Дискретность восприятия и мерцание смыслов во многом, собственно, и являются «содержанием» этой принципиально антиромантической, антилиричной поэзии, тем, «о чем» она. Как правило, Драгомощенко начинает со смеси абстрактных утверждений и некоего «реального» (достоверного, верифицируемого) восприятия, затем переходит к подробному описанию, в котором обязательно присутствует момент саморефлексии (определение поэзии либо вопрошание о сущности языка), а заканчивает развернутой апорией: метафорой или цепочкой метафор, складывающихся в неразрешимый, «нереализуемый» образ. Это может быть «стрела Нагарджуны, пожирающая черепаху», «судорога абсолютного зрения», «молвы безмолвие», «мера, которой ничто не измерить», «замкнутость в миг обозначенья разрыва», «молниеносное дерево», «роса дарения в плоскости головокружения», «иероглифов кварцевая воронка, небо втягивающая в свой сверкающий шелест» и т. д. Все эти тропы объединяет одна особенность: они предлагают то, что можно лишь помыслить как некую абстракцию, наподобие математической формулы или теоремы сингулярности, но невозможно представить (в полном согласии с кантовской эстетикой возвышенного, переосмысленной Жаном-Франсуа Лиотаром[113]).
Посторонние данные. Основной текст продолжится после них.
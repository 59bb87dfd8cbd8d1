//! Options a gateway is connected with.

use crate::ports::outbound::NetworkTransport;
use fc_01_identity::Wallet;
use fc_02_submission::EndorsementPolicy;
use serde::{Deserialize, Serialize};
use std::sync::Arc;
use std::time::Duration;

/// When `submit_transaction` returns.
#[derive(Debug, Clone, Copy, PartialEq, Eq, Serialize, Deserialize)]
#[serde(tag = "strategy", rename_all = "snake_case")]
pub enum CommitStrategy {
    /// As soon as the ordering service queued the transaction.
    None,
    /// Once one event-source peer reports the commit, at most `timeout_ms`.
    AnyPeer { timeout_ms: u64 },
}

impl Default for CommitStrategy {
    fn default() -> Self {
        CommitStrategy::AnyPeer { timeout_ms: 30_000 }
    }
}

impl CommitStrategy {
    #[must_use]
    pub fn timeout(&self) -> Option<Duration> {
        match self {
            CommitStrategy::None => None,
            CommitStrategy::AnyPeer { timeout_ms } => Some(Duration::from_millis(*timeout_ms)),
        }
    }
}

/// Endorser selection.
#[derive(Debug, Clone, Copy, Default, PartialEq, Eq, Serialize, Deserialize)]
pub struct DiscoveryOptions {
    /// Pick only as many endorsers as the policy needs, own organization
    /// first. Disabled: every endorsing peer in the profile.
    pub enabled: bool,
}

pub struct GatewayOptions {
    /// Wallet label of the identity to act as.
    pub identity: String,
    pub wallet: Arc<dyn Wallet>,
    pub transport: Arc<dyn NetworkTransport>,
    pub discovery: DiscoveryOptions,
    pub commit_strategy: CommitStrategy,
    pub policy: EndorsementPolicy,
    pub verify_endorsements: bool,
}

impl GatewayOptions {
    /// Defaults: no discovery, wait for commit on any peer, one endorsement.
    pub fn new(
        identity: impl Into<String>,
        wallet: Arc<dyn Wallet>,
        transport: Arc<dyn NetworkTransport>,
    ) -> Self {
        Self {
            identity: identity.into(),
            wallet,
            transport,
            discovery: DiscoveryOptions::default(),
            commit_strategy: CommitStrategy::default(),
            policy: EndorsementPolicy::default(),
            verify_endorsements: true,
        }
    }

    #[must_use]
    pub fn with_commit_strategy(mut self, strategy: CommitStrategy) -> Self {
        self.commit_strategy = strategy;
        self
    }

    #[must_use]
    pub fn with_discovery(mut self, discovery: DiscoveryOptions) -> Self {
        self.discovery = discovery;
        self
    }

    #[must_use]
    pub fn with_policy(mut self, policy: EndorsementPolicy) -> Self {
        self.policy = policy;
        self
    }
}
Они являют собой лингвистический парадокс, иллюстрирующий в свернутом виде само движение стихотворения, провоцирующее в читателе ожидание приближающейся разгадки, откровения, каковое постоянно откладывается. Вот характерный, можно сказать – иконический, пример такой фигуры: «всю сумму умножающего себя языка / превосходит трещина раскалывающего его предела» («В глубине двора пес искрится…», из цикла «Ксении»).
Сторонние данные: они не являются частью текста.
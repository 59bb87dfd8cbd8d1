//! # Connection and Client Profiles
//!
//! The network description a client boots from. Profiles are YAML or JSON
//! documents with camelCase keys, in the layout the platform tooling
//! generates:
//!
//! ```yaml
//! name: oem-network
//! client:
//!   organization: Requirements
//!   credentialStore:
//!     path: ./user-wallet
//! channels:
//!   oem-channel:
//!     orderers: [orderer.oem.com]
//!     peers:
//!       peer0.oem.requirements.com:
//!         endorsingPeer: true
//!         eventSource: true
//! organizations:
//!   Requirements:
//!     mspid: RequirementsMSP
//!     peers: [peer0.oem.requirements.com]
//! orderers:
//!   orderer.oem.com:
//!     url: http://localhost:7050
//! peers:
//!   peer0.oem.requirements.com:
//!     url: http://localhost:7051
//! ```

use crate::domain::errors::ProfileError;
use serde::{Deserialize, Serialize};
use shared_types::{MspId, PeerName};
use std::collections::BTreeMap;
use std::path::Path;

fn default_true() -> bool {
    true
}

/// Client section: which organization the client acts for and where its
/// credentials live.
#[derive(Debug, Clone, Default, PartialEq, Eq, Serialize, Deserialize)]
#[serde(rename_all = "camelCase")]
pub struct ClientSection {
    #[serde(default)]
    pub organization: Option<String>,
    #[serde(default)]
    pub credential_store: Option<CredentialStore>,
}

#[derive(Debug, Clone, PartialEq, Eq, Serialize, Deserialize)]
pub struct CredentialStore {
    pub path: String,
}

/// Roles a peer plays on one channel. Every role defaults to enabled.
#[derive(Debug, Clone, Copy, PartialEq, Eq, Serialize, Deserialize)]
#[serde(rename_all = "camelCase")]
pub struct ChannelPeerRoles {
    #[serde(default = "default_true")]
    pub endorsing_peer: bool,
    #[serde(default = "default_true")]
    pub chaincode_query: bool,
    #[serde(default = "default_true")]
    pub ledger_query: bool,
    #[serde(default = "default_true")]
    pub event_source: bool,
}

impl Default for ChannelPeerRoles {
    fn default() -> Self {
        Self {
            endorsing_peer: true,
            chaincode_query: true,
            ledger_query: true,
            event_source: true,
        }
    }
}

#[derive(Debug, Clone, Default, PartialEq, Eq, Serialize, Deserialize)]
pub struct ChannelConfig {
    #[serde(default)]
    pub orderers: Vec<String>,
    #[serde(default)]
    pub peers: BTreeMap<String, ChannelPeerRoles>,
}

#[derive(Debug, Clone, PartialEq, Eq, Serialize, Deserialize)]
pub struct OrganizationConfig {
    pub mspid: String,
    #[serde(default)]
    pub peers: Vec<String>,
}

#[derive(Debug, Clone, PartialEq, Eq, Serialize, Deserialize)]
pub struct EndpointConfig {
    pub url: String,
}

/// A full connection profile.
#[derive(Debug, Clone, Default, PartialEq, Eq, Serialize, Deserialize)]
pub struct ConnectionProfile {
    #[serde(default)]
    pub name: String,
    #[serde(default)]
    pub version: Option<String>,
    #[serde(default)]
    pub client: ClientSection,
    #[serde(default)]
    pub channels: BTreeMap<String, ChannelConfig>,
    #[serde(default)]
    pub organizations: BTreeMap<String, OrganizationConfig>,
    #[serde(default)]
    pub orderers: BTreeMap<String, EndpointConfig>,
    #[serde(default)]
    pub peers: BTreeMap<String, EndpointConfig>,
}

/// A per-organization client profile, merged over a connection profile.
#[derive(Debug, Clone, Default, PartialEq, Eq, Serialize, Deserialize)]
pub struct ClientProfile {
    #[serde(default)]
    pub name: Option<String>,
    pub client: ClientSection,
}

// =============================================================================
// LOADING
// =============================================================================

enum Format {
    Yaml,
    Json,
}

fn format_of(path: &Path) -> Result<Format, ProfileError> {
    match path.extension().and_then(|e| e.to_str()) {
        Some("yaml") | Some("yml") => Ok(Format::Yaml),
        Some("json") => Ok(Format::Json),
        _ => Err(ProfileError::UnsupportedFormat {
            path: path.display().to_string(),
        }),
    }
}

fn read(path: &Path) -> Result<String, ProfileError> {
    std::fs::read_to_string(path).map_err(|e| ProfileError::Read {
        path: path.display().to_string(),
        reason: e.to_string(),
    })
}

fn parse<T: serde::de::DeserializeOwned>(path: &Path, text: &str) -> Result<T, ProfileError> {
    let parsed = match format_of(path)? {
        Format::Yaml => serde_yaml::from_str(text).map_err(|e| e.to_string()),
        Format::Json => serde_json::from_str(text).map_err(|e| e.to_string()),
    };
    parsed.map_err(|reason| ProfileError::Parse {
        path: path.display().to_string(),
        reason,
    })
}

impl ConnectionProfile {
    /// Load a profile, choosing the parser by file extension.
    pub fn load(path: impl AsRef<Path>) -> Result<Self, ProfileError> {
        let path = path.as_ref();
        let profile: Self = parse(path, &read(path)?)?;
        profile.validate()?;
        Ok(profile)
    }

    pub fn from_yaml_str(text: &str) -> Result<Self, ProfileError> {
        let profile: Self = serde_yaml::from_str(text).map_err(|e| ProfileError::Parse {
            path: "<inline>".into(),
            reason: e.to_string(),
        })?;
        profile.validate()?;
        Ok(profile)
    }

    /// Merge a client profile: its client section replaces this one's.
    pub fn merge_client(&mut self, client: ClientProfile) {
        if client.client.organization.is_some() {
            self.client.organization = client.client.organization;
        }
        if client.client.credential_store.is_some() {
            self.client.credential_store = client.client.credential_store;
        }
    }

    /// Every peer and orderer a channel or organization names must be defined.
    pub fn validate(&self) -> Result<(), ProfileError> {
        for (channel, config) in &self.channels {
            for peer in config.peers.keys() {
                if !self.peers.contains_key(peer) {
                    return Err(ProfileError::UndefinedPeer {
                        peer: peer.clone(),
                        referenced_by: channel.clone(),
                    });
                }
            }
            for orderer in &config.orderers {
                if !self.orderers.contains_key(orderer) {
                    return Err(ProfileError::UndefinedOrderer {
                        orderer: orderer.clone(),
                        referenced_by: channel.clone(),
                    });
                }
            }
        }
        for (org, config) in &self.organizations {
            for peer in &config.peers {
                if !self.peers.contains_key(peer) {
                    return Err(ProfileError::UndefinedPeer {
                        peer: peer.clone(),
                        referenced_by: org.clone(),
                    });
                }
            }
        }
        if let Some(org) = &self.client.organization {
            if !self.organizations.contains_key(org) {
                return Err(ProfileError::UndefinedOrganization(org.clone()));
            }
        }
        Ok(())
    }

    /// The organization the client acts for.
    pub fn client_organization(&self) -> Option<(&str, &OrganizationConfig)> {
        let name = self.client.organization.as_deref()?;
        self.organizations
            .get_key_value(name)
            .map(|(k, v)| (k.as_str(), v))
    }

    pub fn client_msp_id(&self) -> Option<MspId> {
        self.client_organization()
            .map(|(_, org)| MspId::new(org.mspid.clone()))
    }

    pub fn channel(&self, name: &str) -> Option<&ChannelConfig> {
        self.channels.get(name)
    }

    pub fn peer_url(&self, peer: &PeerName) -> Option<&str> {
        self.peers.get(peer.as_str()).map(|p| p.url.as_str())
    }

    pub fn orderer_url(&self, orderer: &str) -> Option<&str> {
        self.orderers.get(orderer).map(|o| o.url.as_str())
    }

    /// The organization that lists `peer`, if any.
    pub fn organization_of(&self, peer: &PeerName) -> Option<&str> {
        self.organizations
            .iter()
            .find(|(_, org)| org.peers.iter().any(|p| p == peer.as_str()))
            .map(|(name, _)| name.as_str())
    }
}

impl ClientProfile {
    pub fn load(path: impl AsRef<Path>) -> Result<Self, ProfileError> {
        let path = path.as_ref();
        parse(path, &read(path)?)
    }
}

#[cfg(test)]
pub(crate) mod fixtures {
    pub const PROFILE_YAML: &str = r#"
name: oem-network
version: "1.0"
client:
  organization: Requirements
  credentialStore:
    path: ./user-wallet
channels:
  oem-channel:
    orderers:
      - orderer.oem.com
    peers:
      peer0.oem.requirements.com:
        endorsingPeer: true
        eventSource: true
      peer0.oem.designgroup.com:
        eventSource: false
organizations:
  Requirements:
    mspid: RequirementsMSP
    peers:
      - peer0.oem.requirements.com
  DesignGroup:
    mspid: DesignGroupMSP
    peers:
      - peer0.oem.designgroup.com
orderers:
  orderer.oem.com:
    url: http://localhost:7050
peers:
  peer0.oem.requirements.com:
    url: http://localhost:7051
  peer0.oem.designgroup.com:
    url: http://localhost:9051
"#;
}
(Я не случайно упомянул Лиотара. Поэзия Драгомощенко представляется мне в высшей степени современным воплощением эстетики возвышенного. Это поэзия апорий, любая интерпретация которых оказывается до боли недостаточной; она отказывается от утешения хороших форм, от консенсуса вкуса, от прекрасного, пребывая в непрестанном поиске новых представлений – поиске иного – «не для того, чтобы насладиться ими, но для того, чтобы дать лучше почувствовать, что имеется нечто непредставимое»[114]. Что проливает иной свет на пристрастие Драгомощенко к наукообразной, «позитивистской» лексике: «Элементы зрения», «Естественные науки», «Опыт», «Воздух», «Наблюдение падающего листа, взятое в качестве последнего обоснования пейзажа», «Настурция как реальность»… – названия книг, циклов и отдельных стихотворений говорят сами за себя. Современные «точные науки» по-своему также подводят нас к пределу позитивного знания, поскольку, в известном смысле, не дают никакого точного – исчерпывающего – познания реальности. Точнее, само понятие «реальность» становится в них бесконечно проблематичным.)
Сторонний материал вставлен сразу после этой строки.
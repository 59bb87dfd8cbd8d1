//! Configuration for client bootstrap

use crate::adapters::FileSystemWallet;
use crate::domain::errors::ProfileError;
use crate::domain::profile::{ClientProfile, ConnectionProfile};
use serde::{Deserialize, Serialize};
use std::path::PathBuf;

/// Where the client finds its profiles and credentials.
#[derive(Clone, Debug, PartialEq, Eq, Serialize, Deserialize)]
#[serde(default)]
pub struct BootstrapConfig {
    /// Network connection profile (YAML or JSON).
    pub connection_profile: PathBuf,
    /// Optional per-organization client profile merged over the connection profile.
    pub client_profile: Option<PathBuf>,
    /// Wallet directory. When unset, the profile's credential store path is used.
    pub wallet_path: Option<PathBuf>,
    /// Wallet label of the identity to act as.
    pub identity: String,
}

impl Default for BootstrapConfig {
    fn default() -> Self {
        Self {
            connection_profile: PathBuf::from("../profiles/aws-dev-connection.yaml"),
            client_profile: None,
            wallet_path: None,
            identity: "Admin@requirements.oem.com".to_string(),
        }
    }
}

impl BootstrapConfig {
    /// Wallet directory, falling back to the profile's credential store and
    /// then to `./user-wallet`.
    #[must_use]
    pub fn resolve_wallet_path(&self, profile_store: Option<&str>) -> PathBuf {
        self.wallet_path
            .clone()
            .or_else(|| profile_store.map(PathBuf::from))
            .unwrap_or_else(|| PathBuf::from("./user-wallet"))
    }

    /// The connection profile with the client profile, if any, merged over it.
    pub fn load_profile(&self) -> Result<ConnectionProfile, ProfileError> {
        let mut profile = ConnectionProfile::load(&self.connection_profile)?;
        if let Some(path) = &self.client_profile {
            profile.merge_client(ClientProfile::load(path)?);
            profile.validate()?;
        }
        Ok(profile)
    }

    /// File system wallet for `profile`, following [`Self::resolve_wallet_path`].
    #[must_use]
    pub fn wallet(&self, profile: &ConnectionProfile) -> FileSystemWallet {
        let store = profile
            .client
            .credential_store
            .as_ref()
            .map(|s| s.path.as_str());
        FileSystemWallet::new(self.resolve_wallet_path(store))
    }
}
Мы приблизились к наиболее, пожалуй, сложному, а именно – к особой, «семиотической» философии языка, где часть больше целого, предел пролегает «внутри», а смысл, подобно прикосновению, возникает в кратчайший миг собственного стирания, по касательной, в «неукоснительной косвенности», в паратаксисе, в перифразе. Отсюда обилие инверсий и негативных конструкций, позволяющих высказать две вещи разом, одновременно установить тезис и антитезис, а также конструкций, в которых существительные привязаны к родительному падежу, – «слепок горенья», «в скольжении стрижа», «секира мозга», – что создает эффект отклонения, косвенного именования, когда обозначаемый предмет как бы исчезает в бреши, зиянии между собой и своими атрибутами. Предпочтение отдается отглагольным существительным, чья двойственная, грамматически неустойчивая позиция в предложении позволяет воспринимать их как маркеры, дестабилизирующие, развоплощающие существительное в его существенности; а также причастиям и глаголам несовершенного вида, продлевающим то или иное состояние либо действие, не давая значениям застыть, отвердеть в устойчивую «картину мира» и быть присвоенными в чтении. Ту же функцию – размыкания «картины мира», продления за грань, выхода в «широкое непонимание» (Введенский) – выполняют прилагательные: «гераклитовый кофе зрачок», «стремнина незамерзающего ножа», «крики полые чаек», «высохшая роса геометрии». Это поэзия не сущностей, но отношений[115], переходности, бесконечных метаморфоз, чья внутренняя динамика имеет обоснование в своеобразной «всеобщей экономии» языка: «…язык не может быть присвоен по той причине, что он есть несвершающееся бытие или Бытие. Совершенное действие не оставляет следов… Поэзия – несовершенство per se. Несвершаемость как таковая» («Конспект-контекст»).